Dataset entries:
-.-.-

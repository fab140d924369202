//! Detection and masking of reserved-range Unicode characters.
//!
//! Some pipelines embed ciphertext inside otherwise plain strings by mapping
//! encrypted characters into reserved Unicode code-point ranges: the BMP
//! Private Use Area and a narrow band of rarely used precomposed Hangul
//! syllables. This crate treats membership in those ranges as the marker for
//! "this character is encrypted content" and builds everything on that single
//! predicate:
//!
//! - **Classification**: is this character, or any character of this string,
//!   inside a reserved range ([`is_encrypted_char`], [`is_encrypted`]).
//! - **Masking**: replace marked characters for display or export
//!   ([`mask_encrypted`], [`to_export_format`]).
//! - **Analysis**: counts, positions, rates, and validation of partially
//!   encrypted text ([`analyze_text`], [`validate`]).
//! - **Field masking**: bulk masking of named string fields in JSON objects
//!   and arrays ([`mask_fields_in_object`], [`mask_fields_in_array`]).
//!
//! What this crate does not do:
//! - perform encryption or decryption (range membership is a marker, not a
//!   cryptographic property)
//! - perform I/O or logging (the `slog` feature provides adapters; the host
//!   owns the logger)
//! - mutate its inputs (string operations return new `String`s; JSON
//!   operations consume and return the value)
//!
//! The two code-point ranges are process-wide constants; there is no runtime
//! configuration and no shared mutable state, so every operation is safe to
//! call concurrently without coordination.

// <https://doc.rust-lang.org/rustc/lints/listing/allowed-by-default.html>
#![warn(
    anonymous_parameters,
    bare_trait_objects,
    elided_lifetimes_in_paths,
    missing_copy_implementations,
    rust_2018_idioms,
    trivial_casts,
    trivial_numeric_casts,
    unreachable_pub,
    unsafe_code,
    unused_extern_crates,
    unused_import_braces
)]
// <https://rust-lang.github.io/rust-clippy/stable>
#![warn(
    clippy::all,
    clippy::cargo,
    clippy::dbg_macro,
    clippy::float_cmp_const,
    clippy::get_unwrap,
    clippy::mem_forget,
    clippy::nursery,
    clippy::pedantic,
    clippy::todo,
    clippy::unwrap_used,
    clippy::uninlined_format_args
)]
// Allow some clippy lints
#![allow(
    clippy::doc_markdown,
    clippy::module_name_repetitions,
    clippy::multiple_crate_versions,
    clippy::must_use_candidate,
    clippy::missing_const_for_fn,
    clippy::missing_errors_doc,
    clippy::cargo_common_metadata,
    clippy::redundant_pub_crate
)]
// Allow some lints while testing
#![cfg_attr(test, allow(clippy::non_ascii_literal, clippy::unwrap_used))]

// Module declarations
mod classify;
mod masking;
#[cfg(feature = "slog")]
pub mod slog;

// Re-exports
pub use classify::{
    count_encrypted_chars, is_encrypted, is_encrypted_char, starts_encrypted, CodePointRange,
    PRIVATE_USE_AREA, RARE_SYLLABLES,
};
pub use masking::{
    mask_encrypted, mask_encrypted_with, to_export_format, ExportConfig, DEFAULT_REPLACEMENT,
};

#[cfg(feature = "analysis")]
pub use masking::{
    analyze_text, encrypted_positions, validate, EncryptedPosition, EncryptionRate, TextAnalysis,
    ValidateError,
};

#[cfg(feature = "fields")]
pub use masking::{
    mask_fields_in_array, mask_fields_in_array_with, mask_fields_in_object,
    mask_fields_in_object_with,
};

-.-.-

Filter the records above down to the lines that hold the string "marker".

**Solution to the problem**
//! syllables. This crate treats membership in those ranges as the marker for
//! - perform encryption or decryption (range membership is a marker, not a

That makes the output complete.